### Instructions for the task:
The answer should be an exact copy of the lines from the one with "listings round-trip unchanged." through the end of the listing below, with no other lines.

------ Information given ------

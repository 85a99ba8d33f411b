//! Virtual filesystem abstraction.
//!
//! Every file is addressed by a [`VfsPath`]: a byte-string path bound to the
//! root [`Uri`] of the filesystem that owns it. Key components:
//!
//! - [`FileSystem`] - per-backend operations
//! - [`Registry`] - routes root URIs to providers and caches one filesystem
//!   per root
//! - [`Transfer`] - copy and move between any two filesystems
//! - [`backends`] - local, archive, document, content, FTP and WebDAV
//!
//! ## Design Decisions
//!
//! - **Byte paths**: names are raw bytes, so non-UTF-8 local names and
//!   Latin-1 FTP listings round-trip unchanged.
//! - **Streams, not handles**: reads and writes are sequential
//!   [`ContentReader`]/[`ContentWriter`] streams. Random access exists only
//!   where a backend has it natively.
//! - **Generic fallback**: cross-backend copy and move are built from
//!   `open_reader`/`open_writer`; backends contribute native primitives
//!   when they have them.

pub mod backends;
pub mod cache;
pub mod content;
pub mod error;
pub mod files;
pub mod ops;
pub mod path;
pub mod registry;
pub mod transfer;
pub mod types;
pub mod uri;

pub use content::{
    BoxReader, BoxWriter, ContentReader, ContentWriter, DirectoryStream, read_to_end,
};
pub use error::{FileFault, VfsError, VfsErrorKind, VfsResult};
pub use ops::{FileSystem, FsHandle};
pub use path::{ByteString, VfsPath};
pub use registry::{CredentialStore, FileSystemProvider, Registry, local_uri};
pub use transfer::Transfer;
pub use types::{
    BackendKind, CopyOptions, DirectoryEntry, FileKey, FileMetadata, FileStore, FileType,
    OpenOptions, PosixPrincipal,
};
pub use uri::{Uri, UriBuilder, UriError};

------

### Reply:
//!   Latin-1 FTP listings round-trip unchanged.
//! - **Streams, not handles**: reads and writes are sequential
//!   [`ContentReader`]/[`ContentWriter`] streams. Random access exists only
//!   where a backend has it natively.
//! - **Generic fallback**: cross-backend copy and move are built from
//!   `open_reader`/`open_writer`; backends contribute native primitives
//!   when they have them.

pub mod backends;
pub mod cache;
pub mod content;
pub mod error;
pub mod files;
pub mod ops;
pub mod path;
pub mod registry;
pub mod transfer;
pub mod types;
pub mod uri;

pub use content::{
    BoxReader, BoxWriter, ContentReader, ContentWriter, DirectoryStream, read_to_end,
};
pub use error::{FileFault, VfsError, VfsErrorKind, VfsResult};
pub use ops::{FileSystem, FsHandle};
pub use path::{ByteString, VfsPath};
pub use registry::{CredentialStore, FileSystemProvider, Registry, local_uri};
pub use transfer::Transfer;
pub use types::{
    BackendKind, CopyOptions, DirectoryEntry, FileKey, FileMetadata, FileStore, FileType,
    OpenOptions, PosixPrincipal,
};
pub use uri::{Uri, UriBuilder, UriError};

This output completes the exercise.